A Pictorial Review Of Wrist Injuries In The Elite Golfer (End)
Radial Sided Injury
De Quervain’s Tendonitis
De Quervain’s tendonitis has been reported as the leading cause of radial sided pain in the leading wrist in elite golfers, the severity of symptoms tend not to be as severe as ECU tendonitis . Finkelstein’s test is pathognomonic in making the diagnosis: the patient flexes the thumb into the palm while the examiner ulnarly deviates the wrist producing the patient’s symptoms. It is an overuse phenomenon which causes retinacular friction in the first extensor compartment of the wrist.
Although considered a single compartment the first extensor compartment can be divided by a septum which seperates the abductor pollicis longus (APL) and extensor pollic brevis (EPB) tendons. The incidence of this ‘double tunnel’ varies from 24% to 77.5% in cadaver studies. The US appearances of the septum in patients with de Quervain’s disease are described as by hypoechoic structure between APL and EPB tendons. Several studies have noted that the presence of a septum splitting the first extensor compartment into two subcompartments was more frequent in patients with de Quervain’s disease, this supports the claim that this anatomic variation is involved in the pathogenesis of de Quervain’s disease. The septum may be a cause of overcrowding in the fibroosseous tunnel and may predispose to local tendon friction, especially in the EPB tendon subcompartment. Recognition of this septum plays a role in the nonsurgical management of de Quervain’s disease. Injection into only one subcompartment is a well-known cause of unsuccessful blind injection of steroids. Sawaizumi et al., found that the outcome and the efficacy rate of local steroid injections increased to 100% when the two sites (APL and EPB tendons) were injected. US typically demonstrates hypoechoic tendinopathic changes with associated thickening and fibrosis of the tendon sheath which is seen as a low reflectivity, hypervascular halo around the tendon.

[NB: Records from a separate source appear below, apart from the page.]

//! Push delivery and notification click routing.

use async_trait::async_trait;
use color_eyre::{eyre::eyre, Result};
use serde::ser::SerializeStruct;
use serde::{Serialize, Serializer};
use serde_json::Value;
use thiserror::Error;
use tracing::{debug, warn};

use crate::config::NotificationDefaults;
use crate::context::AgentContext;

/// Body of a server push. Every field is optional.
#[derive(Debug, Clone, Default, PartialEq, Eq)]
pub struct PushPayload {
  pub title: Option<String>,
  pub message: Option<String>,
  pub icon: Option<String>,
  pub url: Option<String>,
}

impl PushPayload {
  /// Decode raw push data. Absent, empty or malformed data yields an empty
  /// payload so that every field falls back to its default. Fields are read
  /// one by one: a field that is not a string is dropped on its own.
  pub fn decode(data: Option<&[u8]>) -> Self {
    let Some(data) = data.filter(|d| !d.iter().all(u8::is_ascii_whitespace)) else {
      return Self::default();
    };

    let fields = match serde_json::from_slice::<Value>(data) {
      Ok(Value::Object(fields)) => fields,
      Ok(Value::Null) => return Self::default(),
      Ok(other) => {
        warn!(payload = %other, "push payload is not an object, using defaults");
        return Self::default();
      }
      Err(e) => {
        warn!(error = %e, "malformed push payload, using defaults");
        return Self::default();
      }
    };

    let field = |name: &str| match fields.get(name) {
      None | Some(Value::Null) => None,
      Some(Value::String(s)) => Some(s.clone()),
      Some(other) => {
        warn!(field = name, value = %other, "ignoring non-string push field");
        None
      }
    };

    Self {
      title: field("title"),
      message: field("message"),
      icon: field("icon"),
      url: field("url"),
    }
  }
}

/// Fixed actions offered on every notification.
#[derive(Debug, Clone, Copy, PartialEq, Eq)]
pub enum NotificationAction {
  View,
  Dismiss,
}

impl NotificationAction {
  pub const ALL: [NotificationAction; 2] = [NotificationAction::View, NotificationAction::Dismiss];

  pub fn id(&self) -> &'static str {
    match self {
      Self::View => "view",
      Self::Dismiss => "dismiss",
    }
  }

  pub fn title(&self) -> &'static str {
    match self {
      Self::View => "View Story",
      Self::Dismiss => "Dismiss",
    }
  }

  pub fn from_id(id: &str) -> Option<Self> {
    Self::ALL.into_iter().find(|a| a.id() == id)
  }
}

impl Serialize for NotificationAction {
  fn serialize<S: Serializer>(&self, serializer: S) -> std::result::Result<S::Ok, S::Error> {
    let mut action = serializer.serialize_struct("NotificationAction", 2)?;
    action.serialize_field("action", self.id())?;
    action.serialize_field("title", self.title())?;
    action.end()
  }
}

/// A notification handed to the OS surface. Never persisted.
#[derive(Debug, Clone, PartialEq, Eq, Serialize)]
pub struct NotificationRecord {
  pub title: String,
  pub body: String,
  pub icon: String,
  /// Navigation target opened by the `view` action
  pub url: String,
  pub actions: [NotificationAction; 2],
}

impl NotificationRecord {
  /// Fill every absent or empty field from `defaults`.
  pub fn build(payload: PushPayload, defaults: &NotificationDefaults) -> Self {
    let or_default = |value: Option<String>, default: &String| {
      value
        .filter(|v| !v.is_empty())
        .unwrap_or_else(|| default.clone())
    };

    Self {
      title: or_default(payload.title, &defaults.title),
      body: or_default(payload.message, &defaults.body),
      icon: or_default(payload.icon, &defaults.icon),
      url: or_default(payload.url, &defaults.url),
      actions: NotificationAction::ALL,
    }
  }
}

#[derive(Debug, Error)]
#[error("notification surface failed: {0}")]
pub struct NotifyError(pub String);

/// OS notification surface.
#[async_trait]
pub trait NotificationSurface: Send + Sync {
  /// Display a notification, resolving once the surface has accepted it.
  async fn show(&self, notification: &NotificationRecord) -> Result<(), NotifyError>;

  fn close(&self, notification: &NotificationRecord);
}

/// Notification surface for the command line.
pub struct ConsoleSurface;

#[async_trait]
impl NotificationSurface for ConsoleSurface {
  async fn show(&self, notification: &NotificationRecord) -> Result<(), NotifyError> {
    let json = serde_json::to_string_pretty(notification).map_err(|e| NotifyError(e.to_string()))?;
    println!("{}", json);
    Ok(())
  }

  fn close(&self, notification: &NotificationRecord) {
    debug!(title = %notification.title, "notification closed");
  }
}

/// What a notification click led to.
#[derive(Debug, Clone, PartialEq, Eq)]
pub enum ClickOutcome {
  /// A window was opened at the target URL
  Opened(String),
  Dismissed,
  /// No action id, or one this agent does not offer
  Ignored,
}

/// Handle a push: decode, build and display. Resolves after the display call
/// settles.
pub async fn on_push(ctx: &AgentContext, data: Option<&[u8]>) -> Result<NotificationRecord> {
  let payload = PushPayload::decode(data);
  let notification = NotificationRecord::build(payload, &ctx.config.notification);

  ctx
    .notifications
    .show(&notification)
    .await
    .map_err(|e| eyre!("Failed to display notification: {}", e))?;
  debug!(title = %notification.title, url = %notification.url, "notification shown");

  Ok(notification)
}

/// Handle a click on a notification or one of its actions.
pub async fn on_click(
  ctx: &AgentContext,
  notification: &NotificationRecord,
  action: Option<&str>,
) -> Result<ClickOutcome> {
  ctx.notifications.close(notification);

  match action.and_then(NotificationAction::from_id) {
    Some(NotificationAction::View) => {
      ctx
        .clients
        .open_window(&notification.url)
        .await
        .map_err(|e| eyre!("Failed to open {}: {}", notification.url, e))?;
      Ok(ClickOutcome::Opened(notification.url.clone()))
    }
    Some(NotificationAction::Dismiss) => {
      debug!("notification dismissed");
      Ok(ClickOutcome::Dismissed)
    }
    None => Ok(ClickOutcome::Ignored),
  }
}
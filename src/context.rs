//! Capabilities handed to every event handler.

use std::sync::Arc;

use crate::cache::StoreManager;
use crate::clients::Clients;
use crate::config::Config;
use crate::network::Network;
use crate::notify::NotificationSurface;

/// Everything a handler may touch. Handlers get no other global state, so
/// tests swap any capability for a fake.
#[derive(Clone)]
pub struct AgentContext {
  pub config: Arc<Config>,
  pub store: Arc<dyn StoreManager>,
  pub network: Arc<dyn Network>,
  pub notifications: Arc<dyn NotificationSurface>,
  pub clients: Arc<dyn Clients>,
}
//! Open application instances the agent controls.

use async_trait::async_trait;
use serde::Serialize;
use thiserror::Error;

/// Message broadcast to every open application instance.
#[derive(Debug, Clone, PartialEq, Eq, Serialize)]
#[serde(tag = "type", rename_all = "lowercase")]
pub enum ClientMessage {
  /// A new version took control; the page may prompt for a reload
  Updated { version: String },
}

#[derive(Debug, Error)]
#[error("client operation failed: {0}")]
pub struct ClientError(pub String);

#[async_trait]
pub trait Clients: Send + Sync {
  /// Take control of every open instance. Returns how many were claimed.
  async fn claim(&self) -> Result<usize, ClientError>;

  /// Send a message to every controlled instance. Returns how many received it.
  async fn post_message(&self, message: &ClientMessage) -> Result<usize, ClientError>;

  /// Open a new window navigated to `url`, resolving once navigation settles.
  async fn open_window(&self, url: &str) -> Result<(), ClientError>;
}

/// Client surface for the command line: there are no pages, so broadcasts
/// and navigations are written to stdout.
pub struct ConsoleClients;

#[async_trait]
impl Clients for ConsoleClients {
  async fn claim(&self) -> Result<usize, ClientError> {
    Ok(0)
  }

  async fn post_message(&self, message: &ClientMessage) -> Result<usize, ClientError> {
    let json = serde_json::to_string(message).map_err(|e| ClientError(e.to_string()))?;
    println!("broadcast {}", json);
    Ok(0)
  }

  async fn open_window(&self, url: &str) -> Result<(), ClientError> {
    println!("open {}", url);
    Ok(())
  }
}
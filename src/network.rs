//! Network boundary: the capability the router and installer fetch through.

use async_trait::async_trait;
use color_eyre::{eyre::eyre, Result};
use std::time::Duration;
use thiserror::Error;
use url::{Origin, Url};

use crate::config::Config;
use crate::http::{Method, Request, Response, ResponseKind};

/// A fetch that never produced a response (offline, DNS, timeout, reset...).
#[derive(Debug, Clone, Error)]
#[error("fetch {url} failed: {reason}")]
pub struct NetworkError {
  pub url: String,
  pub reason: String,
}

impl NetworkError {
  pub fn new(url: &Url, reason: impl Into<String>) -> Self {
    Self {
      url: url.to_string(),
      reason: reason.into(),
    }
  }
}

/// Outbound HTTP.
///
/// Any HTTP status is a successful fetch; only transport failures are errors.
#[async_trait]
pub trait Network: Send + Sync {
  async fn fetch(&self, request: &Request) -> Result<Response, NetworkError>;
}

/// Network implementation backed by reqwest.
#[derive(Clone)]
pub struct HttpNetwork {
  client: reqwest::Client,
  app_origin: Origin,
}

impl HttpNetwork {
  pub fn new(config: &Config) -> Result<Self> {
    let client = reqwest::Client::builder()
      .timeout(Duration::from_secs(config.network.timeout_secs))
      .user_agent(concat!("story-sw/", env!("CARGO_PKG_VERSION")))
      .build()
      .map_err(|e| eyre!("Failed to create HTTP client: {}", e))?;

    Ok(Self {
      client,
      app_origin: config.app_origin.origin(),
    })
  }
}

#[async_trait]
impl Network for HttpNetwork {
  async fn fetch(&self, request: &Request) -> Result<Response, NetworkError> {
    let url = request.url();
    let response = self
      .client
      .request(to_reqwest_method(request.method()), url.clone())
      .send()
      .await
      .map_err(|e| NetworkError::new(url, e.to_string()))?;

    let status = response.status().as_u16();
    let final_url = response.url().clone();
    let headers: Vec<(String, String)> = response
      .headers()
      .iter()
      .filter_map(|(name, value)| {
        value
          .to_str()
          .ok()
          .map(|v| (name.as_str().to_string(), v.to_string()))
      })
      .collect();
    let shared = headers
      .iter()
      .any(|(name, _)| name.eq_ignore_ascii_case("access-control-allow-origin"));
    let kind = response_kind(&self.app_origin, &final_url, shared);

    let body = response
      .bytes()
      .await
      .map_err(|e| NetworkError::new(url, e.to_string()))?;

    Ok(
      Response::new(status, kind)
        .with_url(final_url)
        .with_headers(headers)
        .with_body(body),
    )
  }
}

/// Classify a response by where it was finally served from.
pub fn response_kind(app_origin: &Origin, final_url: &Url, shared: bool) -> ResponseKind {
  if final_url.origin() == *app_origin {
    ResponseKind::Basic
  } else if shared {
    ResponseKind::Cors
  } else {
    ResponseKind::Opaque
  }
}

fn to_reqwest_method(method: Method) -> reqwest::Method {
  match method {
    Method::Get => reqwest::Method::GET,
    Method::Head => reqwest::Method::HEAD,
    Method::Post => reqwest::Method::POST,
    Method::Put => reqwest::Method::PUT,
    Method::Patch => reqwest::Method::PATCH,
    Method::Delete => reqwest::Method::DELETE,
    Method::Options => reqwest::Method::OPTIONS,
  }
}

#[cfg(test)]
mod tests {
  use super::*;

  #[test]
  fn test_same_origin_is_basic() {
    let app = Url::parse("http://localhost:8080").unwrap().origin();
    let url = Url::parse("http://localhost:8080/index.html").unwrap();
    assert_eq!(response_kind(&app, &url, false), ResponseKind::Basic);
  }

  #[test]
  fn test_cross_origin_depends_on_sharing() {
    let app = Url::parse("http://localhost:8080").unwrap().origin();
    let cdn = Url::parse("https://unpkg.com/leaflet@1.9.4/dist/leaflet.js").unwrap();
    assert_eq!(response_kind(&app, &cdn, true), ResponseKind::Cors);
    assert_eq!(response_kind(&app, &cdn, false), ResponseKind::Opaque);
  }

  #[test]
  fn test_other_port_is_cross_origin() {
    let app = Url::parse("http://localhost:8080").unwrap().origin();
    let url = Url::parse("http://localhost:9090/index.html").unwrap();
    assert_eq!(response_kind(&app, &url, false), ResponseKind::Opaque);
  }
}
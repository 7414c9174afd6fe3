//! Store keys derived from requests.

use sha2::{Digest, Sha256};
use url::Url;

use crate::http::{Method, Request};

/// Identity of a stored entry: request method + URL.
///
/// Two requests with the same method and URL map to the same key. The URL
/// fragment never reaches the server, so it is dropped before hashing.
#[derive(Debug, Clone, PartialEq, Eq, Hash)]
pub struct RequestKey {
  hash: String,
  method: Method,
  url: String,
}

impl RequestKey {
  pub fn new(method: Method, url: &Url) -> Self {
    let mut url = url.clone();
    url.set_fragment(None);
    let url = url.to_string();

    // SHA256 hash for stable, fixed-length keys
    let mut hasher = Sha256::new();
    hasher.update(method.as_str().as_bytes());
    hasher.update(b" ");
    hasher.update(url.as_bytes());
    let hash = hex::encode(hasher.finalize());

    Self { hash, method, url }
  }

  pub fn from_request(request: &Request) -> Self {
    Self::new(request.method(), request.url())
  }

  /// Rebuild a key from stored columns.
  pub(crate) fn from_parts(hash: String, method: Method, url: String) -> Self {
    Self { hash, method, url }
  }

  pub fn hash(&self) -> &str {
    &self.hash
  }

  pub fn method(&self) -> Method {
    self.method
  }

  pub fn url(&self) -> &str {
    &self.url
  }
}

#[cfg(test)]
mod tests {
  use super::*;

  fn key(method: Method, url: &str) -> RequestKey {
    RequestKey::new(method, &Url::parse(url).unwrap())
  }

  #[test]
  fn test_same_method_and_url_collide() {
    let a = key(Method::Get, "https://story-api.dicoding.dev/v1/stories");
    let b = key(Method::Get, "https://story-api.dicoding.dev/v1/stories");
    assert_eq!(a, b);
    assert_eq!(a.hash().len(), 64);
  }

  #[test]
  fn test_method_is_part_of_identity() {
    let get = key(Method::Get, "http://localhost:8080/index.html");
    let head = key(Method::Head, "http://localhost:8080/index.html");
    assert_ne!(get.hash(), head.hash());
  }

  #[test]
  fn test_fragment_is_ignored() {
    let plain = key(Method::Get, "http://localhost:8080/");
    let routed = key(Method::Get, "http://localhost:8080/#/add-story");
    assert_eq!(plain, routed);
    assert_eq!(routed.url(), "http://localhost:8080/");
  }

  #[test]
  fn test_query_string_is_part_of_identity() {
    let page1 = key(Method::Get, "https://story-api.dicoding.dev/v1/stories?page=1");
    let page2 = key(Method::Get, "https://story-api.dicoding.dev/v1/stories?page=2");
    assert_ne!(page1, page2);
  }
}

In stenosing de Quervain’s tenosynovitis, the APL and EPB tendons become painful and swollen. The tendon sheath is thickened, with the greatest thickening being over the styloid process. Here it may be three to four times the normal thickness of 3 to 4 millimetres. The sheath takes on a cartilaginous consistency. Filmy adhesions seen at surgery are usually present around and between the tendons.
The injury patterns and range of pathologies of elite golfers differ markedly from non professionals. Anatomical classification is a useful mechanism to narrow the differential. A working knowledge of the complex swing mechanics along with precise history taking and deft examination is essential in formulating a diagnosis and requesting the correct radiological test.